Slecht slapen komt vaak voor bij ongeneeslijke kanker. Op deze pagina lees je wat eraan te doen is. Bekijk ook de tips om beter te slapen.
Lees op deze pagina over:
Slaapproblemen bij ongeneeslijke kanker
Niet kunnen slapen of niet goed slapen komt vaak voor bij mensen met kanker in de palliatieve fase. Je slaapt bijvoorbeeld slecht in, slaapt slecht door of je wordt te vroeg wakker. Of als je wel slaapt, is dat misschien heel licht (slechte slaapkwaliteit).

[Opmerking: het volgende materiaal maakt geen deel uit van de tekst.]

impl FileStore {
    /// Create a file store writing new chunks to `chunk_store` under `store_name`
    pub fn new(
        records: Arc<dyn RecordStore>,
        store_name: impl Into<String>,
        chunk_store: ChunkStore,
        options: WriteOptions,
        rng: Arc<dyn RandomSource>,
    ) -> Result<Self> {
        let ebs = options.codec.encoded_block_size();
        if options.chunk_size_limit == 0 || options.chunk_size_limit % ebs != 0 {
            return Err(CoreError::Configuration(format!(
                "chunk size limit {} is not a positive multiple of {ebs}",
                options.chunk_size_limit
            )));
        }
        let default_store = store_name.into();
        let mut chunk_stores = HashMap::new();
        chunk_stores.insert(default_store.clone(), chunk_store);
        Ok(Self {
            records,
            chunk_stores,
            default_store,
            options,
            rng,
        })
    }

    /// Register another chunk store that existing records may refer to
    pub fn with_chunk_store(mut self, name: impl Into<String>, store: ChunkStore) -> Self {
        self.chunk_stores.insert(name.into(), store);
        self
    }

    fn chunk_store(&self, name: &str) -> Result<&ChunkStore> {
        self.chunk_stores
            .get(name)
            .ok_or_else(|| CoreError::Configuration(format!("unknown chunk store {name:?}")))
    }

    /// Look up a file's record
    pub async fn info(&self, name: &str) -> Result<FileRecord> {
        self.records
            .get(name)
            .await?
            .ok_or_else(|| CoreError::FileNotFound(name.to_string()))
    }

    /// Store `size` bytes from `source` as `name`
    ///
    /// The source must produce exactly `size` bytes. Chunks uploaded before a
    /// failure are left in place.
    #[instrument(skip(self, source))]
    pub async fn write_file(&self, name: &str, size: u64, source: SourceStream) -> Result<FileRecord> {
        validate_name(name)?;
        if self.records.get(name).await?.is_some() {
            return Err(CoreError::FileExists(name.to_string()));
        }

        let record = if size <= self.options.inline_threshold {
            self.collect_inline(size, source).await?
        } else {
            self.write_chunked(size, source).await?
        };

        if let Err(e) = self.records.put(name, &record).await {
            if let FileStorage::Chunked { chunk_store, chunks, .. } = record.storage() {
                warn!(name, error = %e, "Record write failed, removing uploaded chunks");
                self.chunk_store(chunk_store)?.delete_chunks(chunks).await;
            }
            return Err(e);
        }

        info!(
            name,
            size,
            inline = record.is_inline(),
            chunks = record.chunks().len(),
            stored = record.stored_len(),
            "Stored file"
        );
        Ok(record)
    }

    /// Store an in-memory buffer as `name`
    pub async fn write_bytes(&self, name: &str, data: impl Into<Bytes>) -> Result<FileRecord> {
        let data = data.into();
        let size = data.len() as u64;
        self.write_file(name, size, stream::once(async move { Ok(data) }).boxed())
            .await
    }

    async fn collect_inline(&self, size: u64, source: SourceStream) -> Result<FileRecord> {
        let checked = Pipeline::new()
            .then(ExpectLength::new(size))
            .into_stream(source.map_err(CoreError::from).boxed());
        let content: BytesMut = checked
            .try_fold(BytesMut::new(), |mut acc, piece| async move {
                acc.extend_from_slice(&piece);
                Ok(acc)
            })
            .await?;
        Ok(FileRecord::inline(content.freeze()))
    }

    async fn write_chunked(&self, size: u64, source: SourceStream) -> Result<FileRecord> {
        let codec = self.options.codec;
        let key = FileKey::generate(self.rng.as_ref());
        let pipeline = write_pipeline(&key, codec, size, self.rng.as_ref())?;
        debug!(stages = ?pipeline.stage_names(), "Built write pipeline");

        let encoded = pipeline.into_stream(source.map_err(ChunkStoreError::from).boxed());
        let mut slicer = StreamSlicer::new(encoded);
        let expected = codec.encoded_len(conceal_size(size));

        let store = self.chunk_store(&self.default_store)?;
        let outcome = store
            .write_chunks(self.options.chunk_size_limit, Some(expected), &mut slicer)
            .await?;

        match FileRecord::chunked(size, key, codec, self.default_store.clone(), outcome.chunks.clone()) {
            Ok(record) => Ok(record),
            Err(e) => {
                store.delete_chunks(&outcome.chunks).await;
                Err(e)
            }
        }
    }

    /// Read `range` of `name` (the whole file when `None`)
    ///
    /// Bytes past the end are clipped; a start past the end is an error.
    #[instrument(skip(self))]
    pub async fn read_file(&self, name: &str, range: Option<Range<u64>>) -> Result<FileStream> {
        let record = self.info(name).await?;
        self.read_record(&record, range)
    }

    /// Read `range` of the file described by `record`
    pub fn read_record(&self, record: &FileRecord, range: Option<Range<u64>>) -> Result<FileStream> {
        match record.storage() {
            FileStorage::Inline { content, crc32c } => {
                read_inline(content, *crc32c, record.size(), range)
            }
            FileStorage::Chunked {
                key,
                codec,
                chunk_store,
                chunks,
            } => {
                let plan = plan_read(chunks, BlockLayout::from(codec), record.size(), range)?;
                if plan.is_empty() {
                    return Ok(stream::empty().boxed());
                }
                debug!(
                    blocks = ?plan.blocks,
                    chunks = plan.reads.len(),
                    encoded_len = plan.encoded_len,
                    "Planned read"
                );

                let pipeline = read_pipeline(key, *codec, &plan)?;
                let fetched = self
                    .chunk_store(chunk_store)?
                    .read_chunks(plan.reads, true)
                    .map_err(CoreError::from)
                    .boxed();
                Ok(pipeline.into_stream(fetched))
            }
        }
    }

    /// Read a range into memory
    pub async fn read_to_vec(&self, name: &str, range: Option<Range<u64>>) -> Result<Vec<u8>> {
        let stream = self.read_file(name, range).await?;
        stream
            .try_fold(Vec::new(), |mut acc, piece| async move {
                acc.extend_from_slice(&piece);
                Ok(acc)
            })
            .await
    }

    /// Remove a file's record and then its chunks
    #[instrument(skip(self))]
    pub async fn delete_file(&self, name: &str) -> Result<FileRecord> {
        let record = self.info(name).await?;
        self.records.remove(name).await?;
        if let FileStorage::Chunked { chunk_store, chunks, .. } = record.storage() {
            self.chunk_store(chunk_store)?.delete_chunks(chunks).await;
        }
        info!(name, chunks = record.chunks().len(), "Deleted file");
        Ok(record)
    }
}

Je kunt ook last hebben van andere slaapproblemen, zoals:
- te veel slapen
- slaperig zijn
- slaapwandelen
- nachtmerries
- slapen en wakker zijn op ‘verkeerde’ tijden, bijvoorbeeld overdag veel slapen en ’s nachts wakker liggen
Klachten door slaapproblemen
Als je slecht slaapt, kan dat invloed hebben op je dagelijks leven. Je kunt dan last krijgen van klachten zoals:
- vermoeidheid
- je hoofd er niet bij kunnen houden, niet helder kunnen denken
- niet goed om kunnen gaan met stress of drukte
- somber of prikkelbaar worden
- depressief worden
- niet kunnen genieten

Oorzaken van slaapproblemen
Niet of niet goed slapen kan verschillende oorzaken hebben. Misschien ben je angstig of gespannen en pieker je veel. Of heb je lichamelijke klachten die je uit je slaap houden, zoals pijn, hoesten, jeuk, onrust.
Slecht slapen kan ook een bijwerking zijn van medicijnen die je gebruikt. Het kan ook zijn dat je overdag veel slaapt, waardoor je ’s nachts weer moeilijker in slaap valt. Er zijn tal van oorzaken.

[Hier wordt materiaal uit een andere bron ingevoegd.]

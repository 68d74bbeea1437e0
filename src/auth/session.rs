//! Signed-cookie session handling.
//!
//! The session carries exactly one field: the access code the client last
//! verified. It lives in a signed cookie, so there is no server-side session
//! store; membership in the configured code set is re-checked on every read.

use crate::config::Config;
use axum_extra::extract::cookie::{Cookie, Key, SameSite, SignedCookieJar};

/// Cookie holding the verified access code.
pub const SESSION_COOKIE: &str = "gateway_session";

/// Build the cookie-signing key from configuration.
///
/// Without `SECRET_KEY` an ephemeral key is generated, which invalidates
/// all outstanding sessions on restart.
pub fn session_key(config: &Config) -> Key {
    match &config.secret_key {
        Some(secret) => Key::derive_from(secret.as_bytes()),
        None => {
            tracing::warn!(
                "SECRET_KEY not set; using an ephemeral signing key. \
                 Sessions will not survive a restart."
            );
            Key::generate()
        }
    }
}

/// Read the access code stored in the session, if any.
pub fn session_code(jar: &SignedCookieJar) -> Option<String> {
    jar.get(SESSION_COOKIE).map(|c| c.value().to_string())
}

/// Store a verified access code in the session.
pub fn establish_session(jar: SignedCookieJar, code: &str) -> SignedCookieJar {
    let mut cookie = Cookie::new(SESSION_COOKIE, code.to_string());
    cookie.set_path("/");
    cookie.set_http_only(true);
    cookie.set_same_site(SameSite::Lax);
    jar.add(cookie)
}

/// Drop the session. Safe to call when no session exists.
pub fn clear_session(jar: SignedCookieJar) -> SignedCookieJar {
    // Removal must carry the same path the cookie was set with
    let mut cookie = Cookie::from(SESSION_COOKIE);
    cookie.set_path("/");
    jar.remove(cookie)
}
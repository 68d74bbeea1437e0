//! Error types and Axum response conversions.

use axum::{
    http::StatusCode,
    response::{IntoResponse, Response},
    Json,
};
use serde_json::json;

/// Application error types.
///
/// There is no not-found variant: unmatched routes never produce a JSON
/// error, they resolve to the SPA entry document via the static fallback.
#[derive(Debug, thiserror::Error)]
pub enum AppError {
    #[error("Internal error: {0}")]
    Internal(String),

    #[error("Bad request: {0}")]
    BadRequest(String),

    #[error("Unauthorized: {0}")]
    Unauthorized(String),

    #[error("Forbidden: {0}")]
    Forbidden(String),

    #[error("Bad gateway: {0}")]
    BadGateway(String),
}

impl IntoResponse for AppError {
    fn into_response(self) -> Response {
        let (status, message) = match &self {
            // Transport failures surface the underlying description so the
            // client can distinguish upstream faults from its own mistakes.
            // The detail is also logged server-side.
            AppError::Internal(msg) => {
                tracing::error!(error = %msg, "Forwarding failed");
                (StatusCode::INTERNAL_SERVER_ERROR, msg.clone())
            }
            AppError::BadRequest(msg) => (StatusCode::BAD_REQUEST, msg.clone()),
            AppError::Unauthorized(msg) => (StatusCode::UNAUTHORIZED, msg.clone()),
            AppError::Forbidden(msg) => (StatusCode::FORBIDDEN, msg.clone()),
            // Missing upstream configuration, detected before any network attempt
            AppError::BadGateway(msg) => {
                tracing::error!(error = %msg, "Upstream not configured");
                (StatusCode::BAD_GATEWAY, msg.clone())
            }
        };

        let body = Json(json!({
            "error": message
        }));

        (status, body).into_response()
    }
}

// Convenience conversions from common error types
impl From<reqwest::Error> for AppError {
    fn from(err: reqwest::Error) -> Self {
        AppError::Internal(err.to_string())
    }
}

impl From<serde_json::Error> for AppError {
    fn from(err: serde_json::Error) -> Self {
        AppError::Internal(format!("JSON error: {}", err))
    }
}

#[cfg(test)]
mod tests {
    use super::*;
    use axum::http::StatusCode;

    /// Extract status code and JSON body from an AppError response.
    async fn error_response(err: AppError) -> (StatusCode, serde_json::Value) {
        let response = err.into_response();
        let status = response.status();
        let body = axum::body::to_bytes(response.into_body(), usize::MAX)
            .await
            .unwrap();
        let json: serde_json::Value = serde_json::from_slice(&body).unwrap();
        (status, json)
    }

    #[tokio::test]
    async fn test_internal_carries_description() {
        // Transport errors expose the caught failure's text, nothing more
        let (status, body) =
            error_response(AppError::Internal("connection refused".to_string())).await;
        assert_eq!(status, StatusCode::INTERNAL_SERVER_ERROR);
        assert_eq!(body["error"], "connection refused");
    }

    #[tokio::test]
    async fn test_bad_request() {
        let (status, body) =
            error_response(AppError::BadRequest("Invalid method".to_string())).await;
        assert_eq!(status, StatusCode::BAD_REQUEST);
        assert_eq!(body["error"], "Invalid method");
    }

    #[tokio::test]
    async fn test_unauthorized() {
        let (status, body) =
            error_response(AppError::Unauthorized("Not authenticated".to_string())).await;
        assert_eq!(status, StatusCode::UNAUTHORIZED);
        assert_eq!(body["error"], "Not authenticated");
    }

    #[tokio::test]
    async fn test_forbidden() {
        let (status, body) =
            error_response(AppError::Forbidden("URL not allowed".to_string())).await;
        assert_eq!(status, StatusCode::FORBIDDEN);
        assert_eq!(body["error"], "URL not allowed");
    }

    #[tokio::test]
    async fn test_bad_gateway() {
        let (status, body) =
            error_response(AppError::BadGateway("SEARXNG_URL not set".to_string())).await;
        assert_eq!(status, StatusCode::BAD_GATEWAY);
        assert_eq!(body["error"], "SEARXNG_URL not set");
    }

    #[test]
    fn test_from_serde_error() {
        let serde_err = serde_json::from_str::<serde_json::Value>("not json").unwrap_err();
        let app_err = AppError::from(serde_err);
        match app_err {
            AppError::Internal(msg) => assert!(msg.contains("JSON error")),
            _ => panic!("Expected Internal variant"),
        }
    }
}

Slecht slapen bij ongeneeslijke kanker: wat is er aan te doen?
Vertel je arts over je slaapproblemen, ook als de arts er niet naar vraagt. Samen kun je kijken of er wat aan te doen is.
Onderzoek bij slaapproblemen
De arts stelt jou of je naasten vragen over je slaapgewoontes en slaapproblemen. En onderzoekt of er lichamelijke of geestelijke oorzaken zijn voor het slechte slapen.

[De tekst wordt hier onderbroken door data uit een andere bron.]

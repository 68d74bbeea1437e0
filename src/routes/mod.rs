//! API route handlers.

pub mod auth;
pub mod parse;
pub mod proxy;
pub mod search;

use crate::auth::middleware::AppState;
use axum::{routing::get, routing::post, Router};

/// Build the API router with all endpoints.
pub fn api_router() -> Router<AppState> {
    Router::new()
        // Forwarding endpoints (gated when access codes are configured)
        .route("/cors/proxy", post(proxy::forward))
        .route("/doc-parse/parse", post(parse::parse_document))
        .route("/searxng", get(search::forward))
        // Auth endpoints (always reachable)
        .route("/api/auth/verify", post(auth::verify))
        .route("/api/auth/status", get(auth::status))
        .route("/api/auth/logout", post(auth::logout))
}
//! Allow-listed CORS-bypass proxy.

use crate::auth::middleware::AppState;
use crate::error::AppError;
use axum::{
    extract::State,
    http::Method,
    response::{IntoResponse, Response},
    Json,
};
use serde::{Deserialize, Deserializer};
use std::collections::HashMap;

/// Body of a proxied request, resolved at the deserialization boundary.
///
/// JSON objects and arrays are forwarded as structured JSON payloads;
/// everything else (strings, numbers, booleans) is forwarded verbatim.
#[derive(Debug, PartialEq)]
pub enum ProxyBody {
    Structured(serde_json::Value),
    Raw(String),
}

impl<'de> Deserialize<'de> for ProxyBody {
    fn deserialize<D>(deserializer: D) -> Result<Self, D::Error>
    where
        D: Deserializer<'de>,
    {
        let value = serde_json::Value::deserialize(deserializer)?;
        Ok(match value {
            v @ (serde_json::Value::Object(_) | serde_json::Value::Array(_)) => {
                ProxyBody::Structured(v)
            }
            serde_json::Value::String(s) => ProxyBody::Raw(s),
            other => ProxyBody::Raw(other.to_string()),
        })
    }
}

#[derive(Debug, Deserialize)]
pub struct ProxyRequest {
    pub method: String,
    pub url: String,
    #[serde(default)]
    pub headers: Option<HashMap<String, String>>,
    #[serde(default)]
    pub body: Option<ProxyBody>,
}

/// Check a target URL against the configured prefix allow-list.
pub fn is_allowed(url: &str, prefixes: &[String]) -> bool {
    prefixes.iter().any(|prefix| url.starts_with(prefix))
}

/// POST /cors/proxy — Forward a request to an allow-listed URL
///
/// Returns the upstream's status and raw body unchanged. One outbound call,
/// no retry; transport failures surface as 500 with the failure description.
pub async fn forward(
    State(state): State<AppState>,
    Json(req): Json<ProxyRequest>,
) -> Result<Response, AppError> {
    if !is_allowed(&req.url, &state.config.allowed_proxy_prefixes) {
        tracing::warn!(action = "proxy_rejected", url = %req.url, "Target URL not allow-listed");
        return Err(AppError::Forbidden("URL not allowed".to_string()));
    }

    let method = Method::from_bytes(req.method.to_uppercase().as_bytes())
        .map_err(|_| AppError::BadRequest(format!("Invalid method: {}", req.method)))?;

    let mut outbound = state.http.request(method, &req.url);

    if let Some(headers) = &req.headers {
        for (name, value) in headers {
            outbound = outbound.header(name.as_str(), value.as_str());
        }
    }

    match req.body {
        Some(ProxyBody::Structured(value)) => outbound = outbound.json(&value),
        Some(ProxyBody::Raw(text)) => outbound = outbound.body(text),
        None => {}
    }

    let response = outbound.send().await?;
    let status = response.status();
    let bytes = response.bytes().await?;

    tracing::debug!(action = "proxy_forwarded", url = %req.url, status = %status, "Forwarded proxy request");

    Ok((status, bytes).into_response())
}
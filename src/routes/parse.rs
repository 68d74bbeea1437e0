//! Document-parse endpoint.

use crate::auth::middleware::AppState;
use crate::docparse::{self, DocumentUpload};
use crate::error::AppError;
use axum::{
    extract::{Multipart, State},
    Json,
};
use serde_json::json;

/// POST /doc-parse/parse — Parse an uploaded document into markdown segments
///
/// Always answers 200 with a success-flag envelope so the client can parse
/// the body uniformly: `{success: true, content: [{text, meta}]}` or
/// `{success: false, error}`. Every failure mode, from a malformed form to
/// an upstream fault, lands in the error arm.
pub async fn parse_document(
    State(state): State<AppState>,
    multipart: Multipart,
) -> Json<serde_json::Value> {
    match parse_inner(&state, multipart).await {
        Ok(segments) => Json(json!({
            "success": true,
            "content": segments,
        })),
        Err(err) => {
            tracing::warn!(action = "parse_failed", error = %err, "Document parse failed");
            Json(json!({
                "success": false,
                "error": err.to_string(),
            }))
        }
    }
}

async fn parse_inner(
    state: &AppState,
    mut multipart: Multipart,
) -> Result<Vec<docparse::ParsedSegment>, AppError> {
    let mut upload: Option<DocumentUpload> = None;
    let mut language = "en".to_string();
    let mut target_pages: Option<String> = None;

    while let Some(field) = multipart
        .next_field()
        .await
        .map_err(|e| AppError::BadRequest(format!("Invalid multipart: {}", e)))?
    {
        let name = field
            .name()
            .ok_or_else(|| AppError::BadRequest("Field missing name".to_string()))?
            .to_string();

        match name.as_str() {
            "file" => {
                let filename = field.file_name().unwrap_or("upload").to_string();
                let bytes = field
                    .bytes()
                    .await
                    .map_err(|e| AppError::BadRequest(format!("Failed to read file: {}", e)))?
                    .to_vec();
                upload = Some(DocumentUpload { filename, bytes });
            }
            "language" => {
                language = field
                    .text()
                    .await
                    .map_err(|e| AppError::BadRequest(format!("Failed to read language: {}", e)))?;
            }
            "target_pages" => {
                target_pages = Some(field.text().await.map_err(|e| {
                    AppError::BadRequest(format!("Failed to read target_pages: {}", e))
                })?);
            }
            _ => {}
        }
    }

    let upload = upload.ok_or_else(|| AppError::BadRequest("Missing file field".to_string()))?;

    docparse::parse_document(state, upload, &language, target_pages.as_deref()).await
}
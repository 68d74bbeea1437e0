//! Request filter that gates the forwarding routes behind an access code.

use crate::auth::session;
use crate::config::Config;
use crate::error::AppError;
use axum::{
    extract::{FromRef, Request, State},
    middleware::Next,
    response::{IntoResponse, Response},
};
use axum_extra::extract::cookie::{Key, SignedCookieJar};
use std::sync::Arc;

/// Application state shared across handlers.
#[derive(Clone)]
pub struct AppState {
    /// Shared outbound HTTP client, created once at startup.
    pub http: reqwest::Client,
    pub config: Arc<Config>,
    pub key: Key,
}

impl FromRef<AppState> for Key {
    fn from_ref(state: &AppState) -> Key {
        state.key.clone()
    }
}

/// Path prefixes that require a verified access code.
///
/// Everything else (auth endpoints, static assets, the SPA root) bypasses
/// the gate even when access codes are configured.
pub const PROTECTED_PREFIXES: [&str; 2] = ["/cors/", "/doc-parse/"];

/// Exact paths that require a verified access code.
///
/// `/searxng` is a single route, not a namespace: a prefix match would also
/// swallow unrelated fallback paths like `/searxng-status`.
pub const PROTECTED_ROUTES: [&str; 1] = ["/searxng"];

fn is_protected(path: &str) -> bool {
    PROTECTED_PREFIXES.iter().any(|p| path.starts_with(p))
        || PROTECTED_ROUTES.iter().any(|r| path == *r)
}

/// Outcome of the pre-dispatch gate check.
pub enum GateDecision {
    Proceed,
    ShortCircuit(Response),
}

/// Decide whether a request may reach its handler.
///
/// Pure function over (path, session code, configured codes) so the policy
/// is testable without a running server. Membership is checked against the
/// current configuration on every call; nothing is cached.
pub fn evaluate_gate(
    path: &str,
    session_code: Option<&str>,
    access_codes: &[String],
) -> GateDecision {
    if access_codes.is_empty() {
        return GateDecision::Proceed;
    }

    if !is_protected(path) {
        return GateDecision::Proceed;
    }

    match session_code {
        Some(code) if access_codes.iter().any(|c| c == code) => GateDecision::Proceed,
        _ => GateDecision::ShortCircuit(
            AppError::Unauthorized("Not authenticated".to_string()).into_response(),
        ),
    }
}

/// Axum middleware wrapping [`evaluate_gate`].
pub async fn access_gate(
    State(state): State<AppState>,
    jar: SignedCookieJar,
    request: Request,
    next: Next,
) -> Response {
    let code = session::session_code(&jar);
    match evaluate_gate(
        request.uri().path(),
        code.as_deref(),
        &state.config.access_codes,
    ) {
        GateDecision::Proceed => next.run(request).await,
        GateDecision::ShortCircuit(response) => {
            tracing::warn!(action = "gate_rejected", path = %request.uri().path(), "Blocked unauthenticated request");
            response
        }
    }
}

#[cfg(test)]
mod tests {
    use super::*;
    use axum::http::StatusCode;

    fn codes(list: &[&str]) -> Vec<String> {
        list.iter().map(|s| s.to_string()).collect()
    }

    fn assert_proceeds(decision: GateDecision) {
        assert!(matches!(decision, GateDecision::Proceed));
    }

    fn assert_rejects(decision: GateDecision) {
        match decision {
            GateDecision::ShortCircuit(response) => {
                assert_eq!(response.status(), StatusCode::UNAUTHORIZED)
            }
            GateDecision::Proceed => panic!("Expected short-circuit"),
        }
    }

    #[test]
    fn test_empty_code_set_disables_gate() {
        assert_proceeds(evaluate_gate("/cors/proxy", None, &[]));
        assert_proceeds(evaluate_gate("/searxng", None, &[]));
    }

    #[test]
    fn test_unprotected_paths_bypass() {
        let set = codes(&["alpha"]);
        assert_proceeds(evaluate_gate("/api/auth/verify", None, &set));
        assert_proceeds(evaluate_gate("/api/auth/status", None, &set));
        assert_proceeds(evaluate_gate("/", None, &set));
        assert_proceeds(evaluate_gate("/assets/app.js", None, &set));
    }

    #[test]
    fn test_protected_paths_require_valid_code() {
        let set = codes(&["alpha", "beta"]);

        assert_rejects(evaluate_gate("/cors/proxy", None, &set));
        assert_rejects(evaluate_gate("/doc-parse/parse", None, &set));
        assert_rejects(evaluate_gate("/searxng", None, &set));

        assert_proceeds(evaluate_gate("/cors/proxy", Some("alpha"), &set));
        assert_proceeds(evaluate_gate("/searxng", Some("beta"), &set));
    }

    #[test]
    fn test_code_removed_from_config_invalidates_session() {
        // A session established under an old configuration stops working the
        // moment its code is no longer configured
        let set = codes(&["beta"]);
        assert_rejects(evaluate_gate("/cors/proxy", Some("alpha"), &set));
    }

    #[test]
    fn test_searxng_query_string_is_protected() {
        // Prefix match is on the path only; query strings don't matter
        let set = codes(&["alpha"]);
        assert_rejects(evaluate_gate("/searxng", None, &set));
    }

    #[test]
    fn test_searxng_is_gated_by_exact_path_only() {
        // Lookalike fallback paths belong to the SPA, not the forwarder
        let set = codes(&["alpha"]);
        assert_proceeds(evaluate_gate("/searxng-status", None, &set));
        assert_proceeds(evaluate_gate("/searxng/extra", None, &set));
    }
}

Behandeling van slaapproblemen
Als de oorzaak van de slaapproblemen bekend is, bespreekt de arts met je wat eraan te doen is. Heb je bijvoorbeeld last van pijn, dan kun je misschien extra pijnstillers krijgen. En bij jeuk kunnen een crème of medicijnen soms helpen. Hangt het slechte slapen samen met medicijnen, dan kan je medicatie aangepast worden. Je krijg dan bijvoorbeeld een lagere dosis of een ander middel. Samen met jou zoekt de arts naar oplossingen.
De arts kan ook slaapmiddelen voorschrijven als dat nodig is. Bespreek dit met je arts.
Een verwijzing naar een fysiotherapeut en/of psycholoog voor ontspanningsoefeningen of cognitieve gedragstherapie kan soms ook een optie zijn. Je kunt ook zelf om een verwijzing vragen.